Inborn errors of immunity (IEIs) can present atypically, including with autoimmune cytopenias or persistent viral infections. X-linked lymphoproliferative syndrome type 1 (XLP-1) is a rare primary immunodeficiency caused by mutations in the SH2D1A gene, characterized by hypogammaglobulinemia, Epstein–Barr virus (EBV) susceptibility, and risk of hemophagocytic lymphohistiocytosis (HLH).

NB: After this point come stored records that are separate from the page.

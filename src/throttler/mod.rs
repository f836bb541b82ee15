// Throttler link: per-key token bucket admission control
//
// Each key owns a bucket of `rps` permits that refills continuously. A message
// is forwarded when its bucket can pay one permit, otherwise it is acked as
// throttled. Buckets are updated with a bounded compare-and-swap loop; no
// lock is held while refilling or paying.

use crate::link::{Connector, Link, LinkError};
use crate::message::Message;
use crate::metrics::MetricsSink;
use std::sync::Arc;
use tracing::{info, trace};

mod bucket;
mod clock;
mod config;

pub use bucket::{Bucket, BucketState, BucketStore};
pub use clock::{Clock, ManualClock, SystemClock};
pub use config::{ConfigError, ThrottlerConfig, MAX_RPS};

/// Attempts per `admit` call before a message is rejected.
///
/// Losing this many races in a row counts as a rejection even if budget was
/// available.
pub const MAX_ADMIT_ATTEMPTS: usize = 10;

const NANOS_PER_SEC: f64 = 1_000_000_000.0;

/// Rate limiting link.
pub struct Throttler<C: Clock = SystemClock> {
    config: ThrottlerConfig,
    buckets: BucketStore,
    metrics: Arc<dyn MetricsSink>,
    clock: C,
    connector: Connector,
    pass_counter: String,
    reject_counter: String,
}

impl Throttler {
    /// Create a throttler on the system clock.
    ///
    /// Fails if the configuration is invalid; no link is created then.
    pub fn new(config: ThrottlerConfig, metrics: Arc<dyn MetricsSink>) -> Result<Self, ConfigError> {
        Self::with_clock(config, metrics, SystemClock)
    }
}

impl<C: Clock> Throttler<C> {
    /// Create a throttler reading time from `clock`
    pub fn with_clock(
        config: ThrottlerConfig,
        metrics: Arc<dyn MetricsSink>,
        clock: C,
    ) -> Result<Self, ConfigError> {
        config.validate()?;

        info!(
            link = %config.name,
            rps = config.rps,
            msg_key = config.partition_field().unwrap_or(""),
            "Created throttler"
        );

        Ok(Self {
            pass_counter: format!("links.throttler.{}_pass", config.name),
            reject_counter: format!("links.throttler.{}_reject", config.name),
            connector: Connector::new(config.name.clone()),
            buckets: BucketStore::new(),
            config,
            metrics,
            clock,
        })
    }

    /// Set the link that receives admitted messages
    pub fn connect_to(&self, next: Arc<dyn Link>) {
        self.connector.connect_to(next);
    }

    pub fn config(&self) -> &ThrottlerConfig {
        &self.config
    }

    /// Number of keys seen so far
    pub fn bucket_count(&self) -> usize {
        self.buckets.len()
    }

    /// Bucket for `key`, if a message with that key has been seen
    pub fn bucket(&self, key: &str) -> Option<Arc<Bucket>> {
        self.buckets.get(key)
    }

    pub fn pass_counter_name(&self) -> &str {
        &self.pass_counter
    }

    pub fn reject_counter_name(&self) -> &str {
        &self.reject_counter
    }

    /// Partition key for `msg`: the configured metadata field, or "" when
    /// partitioning is off or the field is missing.
    pub fn resolve_key<'a>(&self, msg: &'a Message) -> &'a str {
        self.config
            .partition_field()
            .and_then(|field| msg.meta(field))
            .unwrap_or("")
    }

    /// Admit or reject one message.
    ///
    /// Admitted messages go to the downstream link and its result is
    /// returned as is. Rejected messages are acked as throttled; rejection is
    /// not an error.
    pub fn admit(&self, msg: Message) -> Result<(), LinkError> {
        let key = self.resolve_key(&msg);

        let bucket = self
            .buckets
            .get_or_create(key, self.config.rps, self.clock.now_nanos());
        let age_ms = msg.age().num_milliseconds();

        if self.try_admit(&bucket) {
            trace!(link = %self.config.name, key, msg_id = %msg.id, age_ms, "Admitted");
            self.metrics.increment(&self.pass_counter, 1);
            self.connector.send(msg)
        } else {
            trace!(link = %self.config.name, key, msg_id = %msg.id, age_ms, "Throttled");
            self.metrics.increment(&self.reject_counter, 1);
            msg.ack_throttled()
        }
    }

    /// Try to take one permit from `bucket`.
    ///
    /// Each attempt refills the budget by the permits accrued since the last
    /// commit, pays one permit and clamps to `rps`. The timestamp advances by
    /// the time the credited permits cover, or to `now` when the clamp drops
    /// surplus. Both fields are published with a single CAS. An attempt fails
    /// when the budget would go negative or another caller committed first;
    /// after `MAX_ADMIT_ATTEMPTS` failed attempts the permit is refused.
    pub fn try_admit(&self, bucket: &Bucket) -> bool {
        let rate_limit = self.config.rps;

        for _ in 0..MAX_ADMIT_ATTEMPTS {
            let now = self.clock.now_nanos();
            let current = bucket.load();

            // Clock readings from other threads may trail the committed time
            let elapsed = now.saturating_sub(current.last_refill_time);
            let extra = (elapsed as f64 * rate_limit as f64 / NANOS_PER_SEC).round() as i128;

            let candidate = current.budget as i128 + extra - 1;
            if candidate < 0 {
                continue;
            }

            let next = if candidate > rate_limit as i128 {
                // Full bucket: surplus accrual is dropped along with its time
                BucketState {
                    last_refill_time: now.max(current.last_refill_time),
                    budget: rate_limit,
                }
            } else {
                BucketState {
                    last_refill_time: credited_until(current.last_refill_time, extra, rate_limit),
                    budget: candidate as u64,
                }
            };

            if bucket.compare_and_swap(current, next) {
                return true;
            }
        }

        false
    }
}

/// Timestamp after crediting `extra` permits accrued since `last_refill_time`.
///
/// Only the time those permits cover is consumed; the fraction of a permit
/// left over by rounding carries into the next refill.
fn credited_until(last_refill_time: u64, extra: i128, rate_limit: u64) -> u64 {
    if extra <= 0 || rate_limit == 0 {
        return last_refill_time;
    }

    let credited = extra as u128 * NANOS_PER_SEC as u128 / rate_limit as u128;
    last_refill_time.saturating_add(u64::try_from(credited).unwrap_or(u64::MAX))
}

impl<C: Clock> Link for Throttler<C> {
    fn name(&self) -> &str {
        &self.config.name
    }

    fn recv(&self, msg: Message) -> Result<(), LinkError> {
        self.admit(msg)
    }
}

A previously healthy 3-year-old boy initially presented with immune thrombocytopenic purpura at 1 year and 11 months, with good response to dexamethasone and intravenous immunoglobulin. Months later, he developed signs of lymphoproliferation, including generalized lymphadenopathy and hepatosplenomegaly. Persistent hypogammaglobulinemia and EBV infection were subsequently documented. Lymphocyte subset analysis was within normal ranges and bone marrow aspiration showed no pathological infiltration. Genetic analysis revealed a pathogenic mutation in SH2D1A, confirming the diagnosis of XLP-1. The patient was started on immunoglobulin replacement therapy and antivirals, with hematopoietic stem cell transplantation under consideration as definitive treatment.
This case highlights the need to suspect primary immunodeficiencies in pediatric patients with autoimmune cytopenias and recurrent viral infections. Early identification of XLP-1 enables targeted therapeutic interventions that significantly improve outcomes. The integration of clinical, immunological, and genetic findings was critical for diagnosis.